The required output is the lines below from the line containing "repository 5a7dbf0f58842016" to the line containing "is the no-op", inclusive, retyped exactly. No other lines belong in it.

┌──

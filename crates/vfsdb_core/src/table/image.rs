//! On-disk database image.
//!
//! The whole database is one file in the virtual filesystem:
//!
//! ```text
//! | magic (4) | version (2) | length (4) | CBOR payload (N) | crc32 (4) |
//! ```
//!
//! The checksum covers everything before it. All integers are little-endian.

use crate::error::{CoreError, CoreResult};
use serde::{Deserialize, Serialize};
use serde_json::Value;
use std::collections::BTreeMap;
use vfsdb_storage::VirtualFs;

/// Magic bytes at the start of every image.
pub const IMAGE_MAGIC: [u8; 4] = *b"VFDB";
/// Current image format version.
pub const IMAGE_VERSION: u16 = 1;
const HEADER_SIZE: usize = 4 + 2 + 4;
const FOOTER_SIZE: usize = 4;

/// Rows of one table, keyed by primary key.
pub type Rows = BTreeMap<String, Value>;

/// Every table of a database.
#[derive(Debug, Clone, Default, PartialEq, Serialize, Deserialize)]
pub struct DatabaseImage {
    tables: BTreeMap<String, Rows>,
}

impl DatabaseImage {
    /// Creates an image with the given (empty) tables.
    pub fn with_tables(tables: &[&str]) -> Self {
        let mut image = Self::default();
        for table in tables {
            image.add_table(table);
        }
        image
    }

    /// Adds an empty table. Returns false if it already existed.
    pub fn add_table(&mut self, table: &str) -> bool {
        if self.tables.contains_key(table) {
            return false;
        }
        self.tables.insert(table.to_string(), Rows::new());
        true
    }

    /// Returns true if the table exists.
    pub fn has_table(&self, table: &str) -> bool {
        self.tables.contains_key(table)
    }

    /// Returns the rows of a table.
    pub fn rows(&self, table: &str) -> CoreResult<&Rows> {
        self.tables
            .get(table)
            .ok_or_else(|| CoreError::schema_missing(table))
    }

    /// Returns the rows of a table for modification.
    pub fn rows_mut(&mut self, table: &str) -> CoreResult<&mut Rows> {
        self.tables
            .get_mut(table)
            .ok_or_else(|| CoreError::schema_missing(table))
    }

    /// Returns one row.
    pub fn get(&self, table: &str, key: &str) -> CoreResult<Option<&Value>> {
        Ok(self.rows(table)?.get(key))
    }

    /// Returns the table names.
    pub fn table_names(&self) -> impl Iterator<Item = &str> {
        self.tables.keys().map(String::as_str)
    }

    /// Encodes the image into its file format.
    pub fn encode(&self) -> CoreResult<Vec<u8>> {
        let mut payload = Vec::new();
        ciborium::into_writer(self, &mut payload).map_err(|e| CoreError::codec(e.to_string()))?;
        let length = u32::try_from(payload.len())
            .map_err(|_| CoreError::codec("database image too large"))?;

        let mut buf = Vec::with_capacity(HEADER_SIZE + payload.len() + FOOTER_SIZE);
        buf.extend_from_slice(&IMAGE_MAGIC);
        buf.extend_from_slice(&IMAGE_VERSION.to_le_bytes());
        buf.extend_from_slice(&length.to_le_bytes());
        buf.extend_from_slice(&payload);
        let checksum = compute_crc32(&buf);
        buf.extend_from_slice(&checksum.to_le_bytes());
        Ok(buf)
    }

    /// Decodes an image, validating its framing and checksum.
    pub fn decode(data: &[u8]) -> CoreResult<Self> {
        if data.len() < HEADER_SIZE + FOOTER_SIZE {
            return Err(CoreError::invalid_format("database image too short"));
        }
        if data[0..4] != IMAGE_MAGIC {
            return Err(CoreError::invalid_format("invalid image magic"));
        }
        let version = u16::from_le_bytes([data[4], data[5]]);
        if version != IMAGE_VERSION {
            return Err(CoreError::invalid_format(format!(
                "unsupported image version {version}"
            )));
        }
        let length = u32::from_le_bytes([data[6], data[7], data[8], data[9]]) as usize;
        if data.len() != HEADER_SIZE + length + FOOTER_SIZE {
            return Err(CoreError::invalid_format("image length mismatch"));
        }

        let body_end = HEADER_SIZE + length;
        let stored = u32::from_le_bytes([
            data[body_end],
            data[body_end + 1],
            data[body_end + 2],
            data[body_end + 3],
        ]);
        let computed = compute_crc32(&data[..body_end]);
        if stored != computed {
            return Err(CoreError::ChecksumMismatch {
                expected: stored,
                actual: computed,
            });
        }

        ciborium::from_reader(&data[HEADER_SIZE..body_end])
            .map_err(|e| CoreError::codec(e.to_string()))
    }

    /// Loads the image stored under `filename`.
    ///
    /// # Errors
    ///
    /// Returns [`CoreError::DatabaseNotCreated`] if the file does not exist.
    pub fn load(fs: &dyn VirtualFs, filename: &str) -> CoreResult<Self> {
        if !fs.exists(filename)? {
            return Err(CoreError::DatabaseNotCreated {
                filename: filename.to_string(),
            });
        }
        Self::decode(&fs.read(filename)?)
    }

    /// Stores the image under `filename`, replacing the previous one.
    pub fn store(&self, fs: &dyn VirtualFs, filename: &str) -> CoreResult<()> {
        fs.write(filename, &self.encode()?)?;
        Ok(())
    }
}

/// Computes the CRC32 (IEEE) checksum of `data`.
pub fn compute_crc32(data: &[u8]) -> u32 {
    const CRC32_TABLE: [u32; 256] = {
        let mut table = [0u32; 256];
        let mut i = 0;
        while i < 256 {
            let mut crc = i as u32;
            let mut j = 0;
            while j < 8 {
                if crc & 1 != 0 {
                    crc = (crc >> 1) ^ 0xEDB8_8320;
                } else {
                    crc >>= 1;
                }
                j += 1;
            }
            table[i] = crc;
            i += 1;
        }
        table
    };

    let mut crc = 0xFFFF_FFFF_u32;
    for &byte in data {
        let index = ((crc ^ u32::from(byte)) & 0xFF) as usize;
        crc = (crc >> 8) ^ CRC32_TABLE[index];
    }
    !crc
}
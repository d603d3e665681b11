//! Configuration for cache implementations.

use std::time::Duration;

/// Configuration for a [`crate::BlobCache`].
#[derive(Debug, Clone)]
pub struct CacheConfig {
    /// Namespace for durable blobs. Directory caches store blobs in a
    /// subdirectory of this name.
    pub namespace: String,
    /// Whether to delete the local artifact after a successful push.
    pub remove_after_push: bool,
    /// Pause before reading a local artifact for a push, giving the engine's
    /// file writes time to settle.
    pub settle_delay: Duration,
}

impl CacheConfig {
    /// Creates a configuration with the given namespace.
    pub fn new(namespace: impl Into<String>) -> Self {
        Self {
            namespace: namespace.into(),
            ..Self::default()
        }
    }

    /// Sets whether pushed artifacts are removed locally.
    #[must_use]
    pub fn with_remove_after_push(mut self, value: bool) -> Self {
        self.remove_after_push = value;
        self
    }

    /// Sets the settle delay.
    #[must_use]
    pub fn with_settle_delay(mut self, delay: Duration) -> Self {
        self.settle_delay = delay;
        self
    }
}

impl Default for CacheConfig {
    fn default() -> Self {
        Self {
            namespace: "vfsdb".to_string(),
            remove_after_push: true,
            settle_delay: Duration::ZERO,
        }
    }
}

#[cfg(test)]
mod tests {
    use super::*;

    #[test]
    fn default_config() {
        let config = CacheConfig::default();
        assert_eq!(config.namespace, "vfsdb");
        assert!(config.remove_after_push);
        assert_eq!(config.settle_delay, Duration::ZERO);
    }

    #[test]
    fn builder_pattern() {
        let config = CacheConfig::new("things")
            .with_remove_after_push(false)
            .with_settle_delay(Duration::from_millis(10));

        assert_eq!(config.namespace, "things");
        assert!(!config.remove_after_push);
        assert_eq!(config.settle_delay, Duration::from_millis(10));
    }
}
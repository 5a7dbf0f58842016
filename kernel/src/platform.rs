//! Hardware interface consumed by the scheduler and memory manager
//!
//! Everything the kernel model needs from the machine goes through this
//! trait: inter-processor interrupts, TLB maintenance, and the per-CPU state
//! loaded during a context switch. `NullPlatform` is the no-op
//! implementation used when no hardware layer is attached (hosted runs and
//! tests).

use x86_64::structures::paging::PhysFrame;
use x86_64::VirtAddr;

use crate::task::context::{FxState, RegisterContext};

/// IPI destination
#[derive(Debug, Clone, Copy, PartialEq, Eq)]
pub enum IpiTarget {
    Cpu(usize),
    /// Every CPU except the sender
    AllExcept(usize),
}

/// IPI vectors the kernel uses
#[derive(Debug, Clone, Copy, PartialEq, Eq)]
pub enum IpiVector {
    /// Force the target through the schedule path
    Reschedule,
    /// Stop executing; used when panicking
    Halt,
}

pub trait Platform: Send + Sync {
    /// Send an inter-processor interrupt
    fn send_ipi(&self, _target: IpiTarget, _vector: IpiVector) {}

    /// Invalidate a stale TLB entry after map/unmap
    fn invalidate_page(&self, _virt: VirtAddr) {}

    /// Point the CPU's translation root at another hierarchy
    fn load_address_space(&self, _cpu: usize, _root: PhysFrame) {}

    /// Kernel stack used on the next privilege transition
    fn set_kernel_stack(&self, _cpu: usize, _top: VirtAddr) {}

    /// Thread-local storage base of the incoming thread
    fn set_tls_base(&self, _cpu: usize, _fs_base: u64) {}

    /// Save the outgoing thread's FPU/SSE state
    fn save_fpu(&self, _cpu: usize, _state: &mut FxState) {}

    /// Restore the incoming thread's FPU/SSE state
    fn restore_fpu(&self, _cpu: usize, _state: &FxState) {}

    /// The non-returning low-level switch; the model records the frame and
    /// returns to its caller.
    fn context_switch(&self, _cpu: usize, _registers: &RegisterContext) {}

    /// Pause briefly between retries of a bounded wait
    fn relax(&self) {
        core::hint::spin_loop();
    }
}

/// Platform with no hardware behind it
pub struct NullPlatform;

impl Platform for NullPlatform {}
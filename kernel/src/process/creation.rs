//! Process creation paths
//!
//! The ELF path verifies the image before anything is allocated, maps its
//! segments through the external loader, reserves and pre-faults the user
//! stack, optionally loads the dynamic linker the image names, builds the
//! ABI argv/envp/auxv stack layout, reserves handles 0-2 for stdio and maps
//! the signal trampoline — all before the first scheduling.

use alloc::string::String;
use alloc::sync::Arc;
use alloc::vec::Vec;
use x86_64::VirtAddr;

use crate::elf::{
    ElfInfo, ExecError, AT_ENTRY, AT_EXECPATH, AT_NULL, AT_PHDR, AT_PHENT, AT_PHNUM,
};
use crate::fs;
use crate::memory::address_space::AddressSpace;
use crate::memory::layout::{LINKER_BASE, PAGE_SIZE_4K, USER_STACK_SIZE};
use crate::memory::MapError;
use crate::object::Handle;
use crate::task::thread::{THREAD_PRIORITY_DEFAULT, THREAD_TIMESLICE_DEFAULT};
use crate::Kernel;

use super::process::Process;

/// Entry point and initial stack pointer of a freshly built user image
pub(crate) struct UserImage {
    pub entry: VirtAddr,
    pub stack_pointer: VirtAddr,
}

impl Kernel {
    /// Create (but do not yet schedule) a kernel-mode process
    pub fn create_kernel_process(
        &self,
        name: &str,
        entry: VirtAddr,
    ) -> Result<Arc<Process>, MapError> {
        Process::create_kernel(&self.memory, &self.processes, name, entry, None)
    }

    /// Create a user process from an ELF image. A malformed image aborts
    /// creation before any resource is touched.
    pub fn create_elf_process(
        &self,
        image: &[u8],
        argv: &[String],
        envp: &[String],
        exec_path: Option<&str>,
        parent: Option<&Arc<Process>>,
    ) -> Result<Arc<Process>, ExecError> {
        if !self.elf.verify(image) {
            return Err(ExecError::InvalidImage);
        }

        let name = argv.first().map(String::as_str).unwrap_or("unknown");
        let process = Process::create_kernel(
            &self.memory,
            &self.processes,
            name,
            VirtAddr::new(0),
            parent,
        )?;

        let thread = process.main_thread();
        thread.set_time_slice_default(THREAD_TIMESLICE_DEFAULT);
        thread.set_priority(THREAD_PRIORITY_DEFAULT);

        let space = process.address_space();
        let user = self.build_user_image(&space, image, argv, envp, exec_path)?;
        {
            let mut registers = thread.registers().lock();
            *registers = crate::task::context::RegisterContext::user_entry(
                user.entry,
                user.stack_pointer,
            );
        }

        self.setup_stdio(&process);
        process.map_signal_trampoline()?;

        log::info!(
            "created process {} (pid {})",
            process.name(),
            process.pid().as_u64()
        );
        Ok(process)
    }

    /// Map segments, stack and linker into `space` and lay out the ABI
    /// stack. Shared by process creation and exec.
    pub(crate) fn build_user_image(
        &self,
        space: &AddressSpace,
        image: &[u8],
        argv: &[String],
        envp: &[String],
        exec_path: Option<&str>,
    ) -> Result<UserImage, ExecError> {
        let info = self.elf.load_segments(space, image, VirtAddr::new(0))?;

        // Reserve the user stack lazily; only its top pages are faulted in
        // up front.
        let stack_region = space.allocate_anonymous(USER_STACK_SIZE, None, false)?;
        if let Some(object) = stack_region.object() {
            for back in 1..=3u64 {
                object.hit(
                    stack_region.base(),
                    USER_STACK_SIZE as u64 - back * PAGE_SIZE_4K,
                    space.page_map(),
                    false,
                )?;
            }
        }
        let stack_top = stack_region.base() + USER_STACK_SIZE as u64;

        let entry = match info.linker_path.as_deref() {
            Some(_) => {
                // The image wants a dynamic linker; load it at its own base
                // and enter through it instead.
                let node = self
                    .vfs
                    .resolve("/lib/ld.so")
                    .ok_or(ExecError::LinkerNotFound)?;
                let linker = fs::read_all(&node).map_err(|_| ExecError::LinkerNotFound)?;
                if !self.elf.verify(&linker) {
                    log::warn!("invalid dynamic linker image");
                    return Err(ExecError::LinkerNotFound);
                }
                let linker_info =
                    self.elf
                        .load_segments(space, &linker, VirtAddr::new(LINKER_BASE))?;
                linker_info.entry
            }
            None => info.entry,
        };

        let stack_pointer = build_abi_stack(space, stack_top, argv, envp, exec_path, &info)?;
        Ok(UserImage {
            entry,
            stack_pointer,
        })
    }

    /// Reserve handles 0-2 for stdio. Missing device nodes degrade to a
    /// warning, not an error.
    pub(crate) fn setup_stdio(&self, process: &Arc<Process>) {
        let mut handles = process.handles().lock();
        match self.vfs.resolve("/dev/null") {
            Some(node) => handles.set(0, Handle::new(fs::open(node))),
            None => log::warn!("failed to find /dev/null"),
        }
        match self.vfs.resolve("/dev/kernellog") {
            Some(node) => {
                handles.set(1, Handle::new(fs::open(node.clone())));
                handles.set(2, Handle::new(fs::open(node)));
            }
            None => log::warn!("failed to find /dev/kernellog"),
        }
    }
}

fn push_u64(space: &AddressSpace, sp: &mut u64, value: u64) -> Result<(), MapError> {
    *sp -= 8;
    space.write_user(VirtAddr::new(*sp), &value.to_le_bytes())
}

fn push_bytes(space: &AddressSpace, sp: &mut u64, bytes: &[u8]) -> Result<u64, MapError> {
    *sp -= bytes.len() as u64;
    space.write_user(VirtAddr::new(*sp), bytes)?;
    Ok(*sp)
}

fn push_cstr(space: &AddressSpace, sp: &mut u64, value: &str) -> Result<u64, MapError> {
    push_bytes(space, sp, &[0u8])?;
    push_bytes(space, sp, value.as_bytes())
}

/// Lay out argc/argv/envp/auxv on the initial user stack, 16-byte aligned
fn build_abi_stack(
    space: &AddressSpace,
    stack_top: VirtAddr,
    argv: &[String],
    envp: &[String],
    exec_path: Option<&str>,
    info: &ElfInfo,
) -> Result<VirtAddr, MapError> {
    let mut sp = stack_top.as_u64();

    let mut argv_ptrs = Vec::with_capacity(argv.len());
    for arg in argv {
        argv_ptrs.push(push_cstr(space, &mut sp, arg)?);
    }
    let mut envp_ptrs = Vec::with_capacity(envp.len());
    for var in envp {
        envp_ptrs.push(push_cstr(space, &mut sp, var)?);
    }
    let exec_path_ptr = match exec_path {
        Some(path) => Some(push_cstr(space, &mut sp, path)?),
        None => None,
    };

    sp &= !0xF;
    // Keep the final frame 16-byte aligned: the word count below is even
    // except when argc + envc is odd.
    if (argv.len() + envp.len()) % 2 == 1 {
        sp -= 8;
    }

    push_u64(space, &mut sp, AT_NULL)?;
    let aux = |sp: &mut u64, key: u64, value: u64| -> Result<(), MapError> {
        push_u64(space, sp, value)?;
        push_u64(space, sp, key)
    };
    aux(&mut sp, AT_PHDR, info.phdr_vaddr)?;
    aux(&mut sp, AT_PHENT, info.ph_entry_size)?;
    aux(&mut sp, AT_PHNUM, info.ph_count)?;
    aux(&mut sp, AT_ENTRY, info.entry.as_u64())?;
    if let Some(path_ptr) = exec_path_ptr {
        aux(&mut sp, AT_EXECPATH, path_ptr)?;
    }

    push_u64(space, &mut sp, 0)?; // envp terminator
    for ptr in envp_ptrs.iter().rev() {
        push_u64(space, &mut sp, *ptr)?;
    }
    push_u64(space, &mut sp, 0)?; // argv terminator
    for ptr in argv_ptrs.iter().rev() {
        push_u64(space, &mut sp, *ptr)?;
    }
    push_u64(space, &mut sp, argv.len() as u64)?;

    debug_assert!(sp % 16 == 0, "misaligned initial stack");
    Ok(VirtAddr::new(sp))
}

└──

* _Your response_:
repository 5a7dbf0f58842016
filename kernel/src/platform.rs
//! Hardware interface consumed by the scheduler and memory manager
//!
//! Everything the kernel model needs from the machine goes through this
//! trait: inter-processor interrupts, TLB maintenance, and the per-CPU state
//! loaded during a context switch. `NullPlatform` is the no-op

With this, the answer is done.